In this study, core-scale IU fractures were created with preserved shale samples from the Eagle Ford and Utica shales. Samples with different mineralogies were selected to represent a broad cross-section of representative samples. Great care was taken to ensure that the shale samples were preserved since we had observed that shale desiccation results in large changes in mechanical properties. The fracture conductivities of unpropped fractures created in each of the shale samples was measured as a function of closure stress using nitrogen or brine. The unpropped fractures were exposed to several water-based fracturing fluids including neutral brine, alkaline brine (pH 11-12) and acidic brine (pH < 1), with or without clay stabilizers. The effects of fluid type, pH, clay stabilizers, shale mineralogy and cyclic stress on IU fracture conductivities were investigated.
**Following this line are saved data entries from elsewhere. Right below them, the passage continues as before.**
/*!

The `provider` module defines the capability traits that collaborators implement for each kind of
service. A collaborator decides *how* a resource is deployed, checked and cleaned; the
[`Deployment`](crate::Deployment) state machine decides *when*.

!*/

mod error;

pub use self::error::{AsFailure, Failure, IntoProviderError, ProviderError, ProviderResult};
use crate::Context;
use std::fmt::{Debug, Formatter};
use std::sync::Arc;
use testbed_model::PodSelector;

/// The base capability: a resource that can be brought up, torn down, and asked whether it
/// exists.
///
/// `deploy` is expected to block until the resource exists (for example until a container has
/// started). Readiness beyond existence is the business of [`ExtendedDeployable::is_ready`].
#[async_trait::async_trait]
pub trait Deployable: Send + Sync {
    async fn deploy(&self, ctx: &Context) -> ProviderResult<()>;

    async fn undeploy(&self, ctx: &Context) -> ProviderResult<()>;

    async fn is_deployed(&self, ctx: &Context) -> ProviderResult<bool>;
}

/// A cluster-backed resource whose availability is observed separately from its existence.
#[async_trait::async_trait]
pub trait ExtendedDeployable: Deployable {
    /// `true` once the resource is available, e.g. all of its replicas are up.
    async fn is_ready(&self, ctx: &Context) -> ProviderResult<bool>;

    /// `true` if the resource reports that it will never become ready. Checked on every tick of
    /// the readiness wait so that a broken deployment fails fast instead of timing out.
    async fn has_failed(&self, _ctx: &Context) -> ProviderResult<bool> {
        Ok(false)
    }

    async fn restart(&self, ctx: &Context) -> ProviderResult<()>;

    /// Selects the pods that run this resource, `None` when that is not meaningful.
    fn pod_selector(&self) -> Option<PodSelector>;

    /// The namespace the resource lives in.
    fn target_namespace(&self, ctx: &Context) -> String {
        ctx.namespace().to_string()
    }
}

/// A resource that can be kept deployed between test contexts. `cleanup` resets what tests
/// created inside the resource (tables, topics, files) without tearing down the deployment.
#[async_trait::async_trait]
pub trait ReusableDeployable: ExtendedDeployable {
    async fn cleanup(&self, ctx: &Context) -> ProviderResult<()>;
}

/// The capability set of a service's backing resource. The [`Deployment`](crate::Deployment)
/// state machine dispatches on this value.
pub enum Capabilities {
    /// The resource is managed outside the test run (a cloud service, a shared cluster
    /// component). Only client resources are opened and closed.
    External,
    Base(Box<dyn Deployable>),
    Extended(Box<dyn ExtendedDeployable>),
    Reusable(Box<dyn ReusableDeployable>),
}

impl Capabilities {
    pub fn base<D: Deployable + 'static>(deployable: D) -> Self {
        Capabilities::Base(Box::new(deployable))
    }

    pub fn extended<D: ExtendedDeployable + 'static>(deployable: D) -> Self {
        Capabilities::Extended(Box::new(deployable))
    }

    pub fn reusable<D: ReusableDeployable + 'static>(deployable: D) -> Self {
        Capabilities::Reusable(Box::new(deployable))
    }

    pub fn tier(&self) -> &'static str {
        match self {
            Capabilities::External => "external",
            Capabilities::Base(_) => "base",
            Capabilities::Extended(_) => "extended",
            Capabilities::Reusable(_) => "reusable",
        }
    }

    pub fn is_reusable(&self) -> bool {
        matches!(self, Capabilities::Reusable(_))
    }

    pub(crate) async fn deploy(&self, ctx: &Context) -> ProviderResult<()> {
        match self {
            Capabilities::External => Ok(()),
            Capabilities::Base(d) => d.deploy(ctx).await,
            Capabilities::Extended(d) => d.deploy(ctx).await,
            Capabilities::Reusable(d) => d.deploy(ctx).await,
        }
    }

    pub(crate) async fn undeploy(&self, ctx: &Context) -> ProviderResult<()> {
        match self {
            Capabilities::External => Ok(()),
            Capabilities::Base(d) => d.undeploy(ctx).await,
            Capabilities::Extended(d) => d.undeploy(ctx).await,
            Capabilities::Reusable(d) => d.undeploy(ctx).await,
        }
    }

    pub(crate) async fn is_deployed(&self, ctx: &Context) -> ProviderResult<bool> {
        match self {
            Capabilities::External => Ok(true),
            Capabilities::Base(d) => d.is_deployed(ctx).await,
            Capabilities::Extended(d) => d.is_deployed(ctx).await,
            Capabilities::Reusable(d) => d.is_deployed(ctx).await,
        }
    }

    /// The readiness checks of the extended tiers, `None` for the others.
    pub(crate) fn extended_view(&self) -> Option<&dyn ExtendedView> {
        match self {
            Capabilities::External | Capabilities::Base(_) => None,
            Capabilities::Extended(d) => Some(d),
            Capabilities::Reusable(d) => Some(d),
        }
    }

    pub(crate) async fn cleanup(&self, ctx: &Context) -> Option<ProviderResult<()>> {
        match self {
            Capabilities::Reusable(d) => Some(d.cleanup(ctx).await),
            _ => None,
        }
    }
}

impl Debug for Capabilities {
    fn fmt(&self, f: &mut Formatter<'_>) -> std::fmt::Result {
        write!(f, "Capabilities::{}", self.tier())
    }
}

/// Forwards the [`ExtendedDeployable`] methods of either extended tier so that the state machine
/// can wait for readiness without caring which one it has.
#[async_trait::async_trait]
pub(crate) trait ExtendedView: Send + Sync {
    async fn is_ready(&self, ctx: &Context) -> ProviderResult<bool>;
    async fn has_failed(&self, ctx: &Context) -> ProviderResult<bool>;
    async fn restart(&self, ctx: &Context) -> ProviderResult<()>;
}

#[async_trait::async_trait]
impl ExtendedView for Box<dyn ExtendedDeployable> {
    async fn is_ready(&self, ctx: &Context) -> ProviderResult<bool> {
        self.as_ref().is_ready(ctx).await
    }

    async fn has_failed(&self, ctx: &Context) -> ProviderResult<bool> {
        self.as_ref().has_failed(ctx).await
    }

    async fn restart(&self, ctx: &Context) -> ProviderResult<()> {
        self.as_ref().restart(ctx).await
    }
}

#[async_trait::async_trait]
impl ExtendedView for Box<dyn ReusableDeployable> {
    async fn is_ready(&self, ctx: &Context) -> ProviderResult<bool> {
        self.as_ref().is_ready(ctx).await
    }

    async fn has_failed(&self, ctx: &Context) -> ProviderResult<bool> {
        self.as_ref().has_failed(ctx).await
    }

    async fn restart(&self, ctx: &Context) -> ProviderResult<()> {
        self.as_ref().restart(ctx).await
    }
}

/// You implement `Connector` to open and close the client side of a service: the `Client` that
/// talks to the deployed resource and the `Validation` helper built on top of it.
///
/// ## Custom Types
///
/// - `A` is the [`Account`](testbed_model::Account) holding the credentials of the service.
/// - `C` is the live client handle, e.g. a producer/consumer pair or an API session.
/// - `V` is the validation helper used by tests to assert facts about the resource and to clean
///   up what they created.
///
#[async_trait::async_trait]
pub trait Connector<A, C, V>: Send + Sync
where
    A: Send + Sync,
    C: Send + Sync,
    V: Send + Sync,
{
    /// Create the client. Called once the resource is deployed and ready.
    async fn open(&self, account: &A, ctx: &Context) -> ProviderResult<C>;

    /// Create the validation helper for a freshly opened client.
    fn validation(&self, client: &Arc<C>) -> V;

    /// Release the client. Called before the resource is undeployed.
    async fn close(&self, _client: &C, _validation: &V) -> ProviderResult<()> {
        Ok(())
    }
}
/*!

A [`ProcessUnit`] is a resource backed by a local program, for example a build tool that starts a
server and keeps running. Its output goes to a log file; the unit is considered up once a success
marker shows up in the log.

!*/

use log::{debug, error, info, warn};
use std::path::{Path, PathBuf};
use std::process::{ExitStatus, Stdio};
use std::sync::atomic::{AtomicBool, Ordering};
use std::sync::Arc;
use testbed_lifecycle::provider::{
    Deployable, ExtendedDeployable, Failure, IntoProviderError, ProviderError, ProviderResult,
};
use testbed_lifecycle::wait::{wait_for, PollSpec};
use testbed_lifecycle::{Context, PodSelector};
use tokio::process::Command;
use tokio::sync::{oneshot, Mutex};
use tokio::task::JoinHandle;

/// A locally started program.
///
/// `deploy` truncates the log file, starts the program with its stdout and stderr appended to the
/// log, and waits until the log contains the success marker. It fails as soon as the log
/// contains one of the failure markers or the program exits. The program is supervised by exactly
/// one background task, which `undeploy` stops and joins.
///
/// # Example
///
/// ```no_run
/// # use testbed_providers::ProcessUnit;
/// let unit = ProcessUnit::new("metastore", "mvn", "/tmp/metastore.log")
///     .args(["-q", "exec:java"])
///     .success_marker("Started metastore")
///     .failure_marker("BUILD FAILURE");
/// ```
pub struct ProcessUnit {
    name: String,
    program: String,
    args: Vec<String>,
    envs: Vec<(String, String)>,
    current_dir: Option<PathBuf>,
    log_path: PathBuf,
    success_marker: String,
    failure_markers: Vec<String>,
    startup: Option<PollSpec>,
    worker: Mutex<Option<Worker>>,
}

struct Worker {
    stop: oneshot::Sender<()>,
    exited: Arc<AtomicBool>,
    task: JoinHandle<std::io::Result<ExitStatus>>,
}

impl ProcessUnit {
    pub fn new<S1, S2, P>(name: S1, program: S2, log_path: P) -> Self
    where
        S1: Into<String>,
        S2: Into<String>,
        P: Into<PathBuf>,
    {
        Self {
            name: name.into(),
            program: program.into(),
            args: Vec::new(),
            envs: Vec::new(),
            current_dir: None,
            log_path: log_path.into(),
            success_marker: String::from("STARTED"),
            failure_markers: Vec::new(),
            startup: None,
            worker: Mutex::new(None),
        }
    }

    pub fn arg<S: Into<String>>(mut self, arg: S) -> Self {
        self.args.push(arg.into());
        self
    }

    pub fn args<I, S>(mut self, args: I) -> Self
    where
        I: IntoIterator<Item = S>,
        S: Into<String>,
    {
        self.args.extend(args.into_iter().map(Into::into));
        self
    }

    pub fn env<K: Into<String>, V: Into<String>>(mut self, key: K, value: V) -> Self {
        self.envs.push((key.into(), value.into()));
        self
    }

    pub fn current_dir<P: Into<PathBuf>>(mut self, dir: P) -> Self {
        self.current_dir = Some(dir.into());
        self
    }

    /// The text whose appearance in the log means the program is up. Defaults to `STARTED`.
    pub fn success_marker<S: Into<String>>(mut self, marker: S) -> Self {
        self.success_marker = marker.into();
        self
    }

    pub fn failure_marker<S: Into<String>>(mut self, marker: S) -> Self {
        self.failure_markers.push(marker.into());
        self
    }

    /// Override the startup wait, which otherwise comes from the run's settings.
    pub fn startup(mut self, spec: PollSpec) -> Self {
        self.startup = Some(spec);
        self
    }

    pub fn name(&self) -> &str {
        &self.name
    }

    pub fn log_path(&self) -> &Path {
        &self.log_path
    }

    /// The content of the log, with bytes that are not UTF-8 replaced. A log that does not exist
    /// yet is a transient error.
    pub async fn read_log(&self) -> ProviderResult<String> {
        match tokio::fs::read(&self.log_path).await {
            Ok(bytes) => Ok(String::from_utf8_lossy(&bytes).into_owned()),
            Err(e) if e.kind() == std::io::ErrorKind::NotFound => Err(
                ProviderError::new_with_source_and_context(
                    Failure::Transient,
                    format!("Log file '{}' does not exist yet", self.log_path.display()),
                    e,
                ),
            ),
            Err(e) => Err(e).context(
                Failure::Permanent,
                format!("Unable to read log file '{}'", self.log_path.display()),
            ),
        }
    }

    async fn logged_success(&self) -> ProviderResult<bool> {
        Ok(self.read_log().await?.contains(&self.success_marker))
    }

    async fn logged_failure(&self, exited: &AtomicBool) -> ProviderResult<bool> {
        if exited.load(Ordering::SeqCst) {
            warn!("'{}' exited before it was up", self.name);
            return Ok(true);
        }
        let log = self.read_log().await?;
        Ok(match self.failure_markers.iter().find(|m| log.contains(m.as_str())) {
            Some(marker) => {
                warn!("'{}' logged '{}'", self.name, marker);
                true
            }
            None => false,
        })
    }

    async fn exited_flag(&self) -> Option<Arc<AtomicBool>> {
        self.worker
            .lock()
            .await
            .as_ref()
            .map(|worker| Arc::clone(&worker.exited))
    }

    async fn spawn(&self) -> ProviderResult<Worker> {
        if let Some(parent) = self.log_path.parent() {
            tokio::fs::create_dir_all(parent).await.context(
                Failure::Permanent,
                format!("Unable to create log directory '{}'", parent.display()),
            )?;
        }
        let log = tokio::fs::File::create(&self.log_path).await.context(
            Failure::Permanent,
            format!("Unable to create log file '{}'", self.log_path.display()),
        )?;
        let stderr = log
            .try_clone()
            .await
            .context(Failure::Permanent, "Unable to share the log file")?
            .into_std()
            .await;
        let stdout = log.into_std().await;

        let mut command = Command::new(&self.program);
        command
            .args(&self.args)
            .envs(self.envs.iter().map(|(k, v)| (k.as_str(), v.as_str())))
            .stdin(Stdio::null())
            .stdout(Stdio::from(stdout))
            .stderr(Stdio::from(stderr))
            .kill_on_drop(true);
        if let Some(dir) = &self.current_dir {
            command.current_dir(dir);
        }
        let mut child = command
            .spawn()
            .context(Failure::Permanent, format!("Unable to start '{}'", self.program))?;

        let (stop, stopped) = oneshot::channel::<()>();
        let exited = Arc::new(AtomicBool::new(false));
        let flag = Arc::clone(&exited);
        let name = self.name.clone();
        let task = tokio::spawn(async move {
            let finished = tokio::select! {
                status = child.wait() => Some(status),
                _ = stopped => None,
            };
            let status = match finished {
                Some(status) => status,
                None => {
                    debug!("Killing '{}'", name);
                    child.kill().await?;
                    child.wait().await
                }
            };
            flag.store(true, Ordering::SeqCst);
            status
        });
        Ok(Worker { stop, exited, task })
    }

    async fn stop(&self) -> ProviderResult<()> {
        let worker = match self.worker.lock().await.take() {
            Some(worker) => worker,
            None => {
                debug!("'{}' is not running", self.name);
                return Ok(());
            }
        };
        // The receiver is gone if the program already exited.
        let _ = worker.stop.send(());
        let status = worker
            .task
            .await
            .context(
                Failure::Permanent,
                format!("The worker of '{}' panicked", self.name),
            )?
            .context(Failure::Permanent, format!("Unable to stop '{}'", self.name))?;
        info!("'{}' stopped: {}", self.name, status);
        Ok(())
    }
}

#[async_trait::async_trait]
impl Deployable for ProcessUnit {
    async fn deploy(&self, ctx: &Context) -> ProviderResult<()> {
        let exited = {
            let mut worker = self.worker.lock().await;
            if let Some(running) = worker.as_ref() {
                if !running.exited.load(Ordering::SeqCst) {
                    debug!("'{}' is already running", self.name);
                    return Ok(());
                }
            }
            info!(
                "Starting '{}': {} {}",
                self.name,
                self.program,
                self.args.join(" ")
            );
            let started = self.spawn().await?;
            let exited = Arc::clone(&started.exited);
            *worker = Some(started);
            exited
        };

        let spec = self.startup.clone().unwrap_or_else(|| {
            ctx.poll(format!(
                "Waiting for '{}' to log '{}'",
                self.name, self.success_marker
            ))
        });
        if let Err(e) = wait_for(
            &spec,
            || self.logged_success(),
            || self.logged_failure(&exited),
        )
        .await
        {
            error!("'{}' did not start: {}", self.name, e);
            if let Err(stop_error) = self.stop().await {
                error!("{}", stop_error);
            }
            return Err(e).context(
                Failure::Permanent,
                format!(
                    "'{}' did not start, see '{}'",
                    self.name,
                    self.log_path.display()
                ),
            );
        }
        info!("'{}' is up", self.name);
        Ok(())
    }

    async fn undeploy(&self, _ctx: &Context) -> ProviderResult<()> {
        self.stop().await
    }

    async fn is_deployed(&self, _ctx: &Context) -> ProviderResult<bool> {
        Ok(match self.exited_flag().await {
            Some(exited) => !exited.load(Ordering::SeqCst),
            None => false,
        })
    }
}

#[async_trait::async_trait]
impl ExtendedDeployable for ProcessUnit {
    async fn is_ready(&self, ctx: &Context) -> ProviderResult<bool> {
        Ok(self.is_deployed(ctx).await? && self.logged_success().await?)
    }

    async fn has_failed(&self, _ctx: &Context) -> ProviderResult<bool> {
        match self.exited_flag().await {
            Some(exited) => self.logged_failure(&exited).await,
            None => Ok(true),
        }
    }

    async fn restart(&self, ctx: &Context) -> ProviderResult<()> {
        self.stop().await?;
        self.deploy(ctx).await
    }

    fn pod_selector(&self) -> Option<PodSelector> {
        None
    }
}

impl std::fmt::Debug for ProcessUnit {
    fn fmt(&self, f: &mut std::fmt::Formatter<'_>) -> std::fmt::Result {
        f.debug_struct("ProcessUnit")
            .field("name", &self.name)
            .field("program", &self.program)
            .field("args", &self.args)
            .field("log_path", &self.log_path)
            .finish()
    }
}
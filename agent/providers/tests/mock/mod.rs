/*!

Mock units and a fake cluster for the provider tests. Units record what they are asked to do in a
shared [`Journal`]; the fake cluster keeps its pods in memory and can replace deleted pods the way
a controller would.

!*/

#![allow(dead_code)]

use std::collections::BTreeMap;
use std::sync::atomic::{AtomicBool, AtomicUsize, Ordering};
use std::sync::{Arc, Mutex};
use testbed_lifecycle::provider::{
    Deployable, ExtendedDeployable, Failure, ProviderError, ProviderResult,
};
use testbed_lifecycle::{
    label_selector, ClusterApi, Context, PodInfo, PodSelector, ServiceKind, Settings,
    WorkloadInfo,
};

pub(crate) fn init_logger() {
    let _ = env_logger::builder().is_test(true).try_init();
}

pub(crate) fn fast_context() -> Context {
    Context::new(Settings {
        namespace: "testbed".to_string(),
        wait_interval_ms: 10,
        wait_timeout_ms: 1_000,
        retry_max: 2,
        retry_delay_ms: 10,
        ..Settings::default()
    })
    .with_run_id("provider-test")
}

pub(crate) fn kind(name: &str) -> ServiceKind {
    name.parse().unwrap()
}

#[derive(Clone, Default)]
pub(crate) struct Journal(Arc<Mutex<Vec<String>>>);

impl Journal {
    pub(crate) fn record<S: Into<String>>(&self, event: S) {
        self.0.lock().unwrap().push(event.into());
    }

    pub(crate) fn events(&self) -> Vec<String> {
        self.0.lock().unwrap().clone()
    }

    pub(crate) fn count(&self, event: &str) -> usize {
        self.0.lock().unwrap().iter().filter(|e| *e == event).count()
    }
}

/// One part of a composite resource. It records `deploy`, `ready` (once, when it first reports
/// ready), `restart` and `undeploy`.
#[derive(Clone)]
pub(crate) struct MockUnit {
    name: String,
    journal: Journal,
    deployed: Arc<AtomicBool>,
    announced: Arc<AtomicBool>,
    checks: Arc<AtomicUsize>,
    ready_after: usize,
    broken: bool,
    fail_undeploy: bool,
}

impl MockUnit {
    pub(crate) fn new(name: &str, journal: &Journal) -> Self {
        Self {
            name: name.to_string(),
            journal: journal.clone(),
            deployed: Arc::new(AtomicBool::new(false)),
            announced: Arc::new(AtomicBool::new(false)),
            checks: Arc::new(AtomicUsize::new(0)),
            ready_after: 0,
            broken: false,
            fail_undeploy: false,
        }
    }

    pub(crate) fn ready_after(mut self, checks: usize) -> Self {
        self.ready_after = checks;
        self
    }

    /// Deploys, then reports that it failed.
    pub(crate) fn broken(mut self) -> Self {
        self.broken = true;
        self
    }

    pub(crate) fn failing_undeploy(mut self) -> Self {
        self.fail_undeploy = true;
        self
    }

    pub(crate) fn already_deployed(self) -> Self {
        self.deployed.store(true, Ordering::SeqCst);
        self
    }

    pub(crate) fn is_up(&self) -> bool {
        self.deployed.load(Ordering::SeqCst)
    }
}

#[async_trait::async_trait]
impl Deployable for MockUnit {
    async fn deploy(&self, _ctx: &Context) -> ProviderResult<()> {
        self.journal.record(format!("deploy:{}", self.name));
        self.deployed.store(true, Ordering::SeqCst);
        Ok(())
    }

    async fn undeploy(&self, _ctx: &Context) -> ProviderResult<()> {
        self.journal.record(format!("undeploy:{}", self.name));
        if self.fail_undeploy {
            return Err(ProviderError::new_with_context(
                Failure::Permanent,
                format!("{} refused to stop", self.name),
            ));
        }
        self.deployed.store(false, Ordering::SeqCst);
        Ok(())
    }

    async fn is_deployed(&self, _ctx: &Context) -> ProviderResult<bool> {
        Ok(self.is_up())
    }
}

#[async_trait::async_trait]
impl ExtendedDeployable for MockUnit {
    async fn is_ready(&self, _ctx: &Context) -> ProviderResult<bool> {
        if !self.is_up() || self.broken {
            return Ok(false);
        }
        let checks = self.checks.fetch_add(1, Ordering::SeqCst) + 1;
        let ready = checks > self.ready_after;
        if ready && !self.announced.swap(true, Ordering::SeqCst) {
            self.journal.record(format!("ready:{}", self.name));
        }
        Ok(ready)
    }

    async fn has_failed(&self, _ctx: &Context) -> ProviderResult<bool> {
        Ok(self.broken)
    }

    async fn restart(&self, _ctx: &Context) -> ProviderResult<()> {
        self.journal.record(format!("restart:{}", self.name));
        Ok(())
    }

    fn pod_selector(&self) -> Option<PodSelector> {
        Some(label_selector("app", self.name.as_str()))
    }
}

/// An in-memory cluster. Deleted pods are replaced by `<name>-r` with the same labels when
/// `replace_with` is set, ready or not as configured.
#[derive(Default)]
pub(crate) struct FakeCluster {
    pods: Mutex<BTreeMap<String, Vec<PodInfo>>>,
    workloads: Mutex<BTreeMap<String, Vec<WorkloadInfo>>>,
    deleted: Mutex<Vec<String>>,
    replace_with: Option<bool>,
    flaky_deletes: AtomicUsize,
}

impl FakeCluster {
    pub(crate) fn pod(self, namespace: &str, pod: PodInfo) -> Self {
        self.pods
            .lock()
            .unwrap()
            .entry(namespace.to_string())
            .or_default()
            .push(pod);
        self
    }

    pub(crate) fn workload(self, namespace: &str, workload: WorkloadInfo) -> Self {
        self.workloads
            .lock()
            .unwrap()
            .entry(namespace.to_string())
            .or_default()
            .push(workload);
        self
    }

    /// Scale up: `available` replicas of the workload `name` are now available.
    pub(crate) fn set_available(&self, namespace: &str, name: &str, available: u32) {
        let mut workloads = self.workloads.lock().unwrap();
        for workload in workloads.entry(namespace.to_string()).or_default() {
            if workload.name == name {
                workload.available = available;
            }
        }
    }

    pub(crate) fn replacing(mut self, ready: bool) -> Self {
        self.replace_with = Some(ready);
        self
    }

    /// The next `count` deletes fail with a transient error.
    pub(crate) fn flaky_deletes(self, count: usize) -> Self {
        self.flaky_deletes.store(count, Ordering::SeqCst);
        self
    }

    pub(crate) fn deleted(&self) -> Vec<String> {
        self.deleted.lock().unwrap().clone()
    }
}

#[async_trait::async_trait]
impl ClusterApi for FakeCluster {
    async fn list_pods(&self, namespace: &str) -> ProviderResult<Vec<PodInfo>> {
        Ok(self
            .pods
            .lock()
            .unwrap()
            .get(namespace)
            .cloned()
            .unwrap_or_default())
    }

    async fn delete_pod(&self, namespace: &str, name: &str) -> ProviderResult<()> {
        let flaky = self
            .flaky_deletes
            .fetch_update(Ordering::SeqCst, Ordering::SeqCst, |n| n.checked_sub(1))
            .is_ok();
        if flaky {
            return Err(ProviderError::transient("the control plane is busy"));
        }
        let mut pods = self.pods.lock().unwrap();
        let pods = pods.entry(namespace.to_string()).or_default();
        let position = pods.iter().position(|pod| pod.name == name).ok_or_else(|| {
            ProviderError::new_with_context(
                Failure::Permanent,
                format!("pod '{}' not found", name),
            )
        })?;
        let removed = pods.remove(position);
        self.deleted.lock().unwrap().push(name.to_string());
        if let Some(ready) = self.replace_with {
            let mut replacement = PodInfo::new(format!("{}-r", removed.name)).with_ready(ready);
            replacement.labels = removed.labels;
            pods.push(replacement);
        }
        Ok(())
    }

    async fn list_workloads(&self, namespace: &str) -> ProviderResult<Vec<WorkloadInfo>> {
        Ok(self
            .workloads
            .lock()
            .unwrap()
            .get(namespace)
            .cloned()
            .unwrap_or_default())
    }
}

pub(crate) fn cluster_context(cluster: FakeCluster) -> (Context, Arc<FakeCluster>) {
    let cluster = Arc::new(cluster);
    let ctx = fast_context().with_cluster(Arc::clone(&cluster) as Arc<dyn ClusterApi>);
    (ctx, cluster)
}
Batch tests were also performed to study the change of mechanical properties and fines production caused by fluid-shale interaction.

Unpropped fractures demonstrated conductivities that were 3 to 4 orders magnitude lower than propped fractures, and were more susceptible to closure stress. Exposure to water-based fracturing fluids decreased the unpropped conductivity by one order of magnitude. The primary mechanism for the decrease was shale softening caused by exchange of water and ions between the native fluid of shale and the exposed fracturing fluid. Shale softening was observed in exposure to all brines tested, regardless of their pH. In addition to shale softening, fines generation also contributed to the reduction of unpropped conductivity when shales were exposed to alkaline or acidic brine. Amine-based clay stabilizers improved the unpropped conductivity by reducing the amount of clay-based fines. However, they were not as effective at stabilizing non-clay fines. Shale mineralogy affected the unpropped conductivities in two ways: it controlled the mechanical properties of the native preserved shale, and also impacted the fluid-shale interactions. A clear correlation was observed between mineralogy and stress dependence. Clay-rich samples showed the most stress sensitivity in the presence of water or brine at neutral pH, whereas the calcite-rich samples showed less stress sensitivity. High clay content also resulted in lower restored conductivity after cyclic stress. Mechanical properties of shale such as hardness and Young's modulus, before and after fluid exposure, strongly correlated with the mineralogy of shales. Unpropped conductivity was more sensitive to cyclic stress than propped conductivities, and it dropped by 80% after one cycle of closure stress between 300 and 4000 psi of closure stress. It is clearly shown that water-based fracturing fluids are able to impact conductivities of IU fractures in shales significantly, and these impacts need to be taken into account in the selection of fracturing fluids.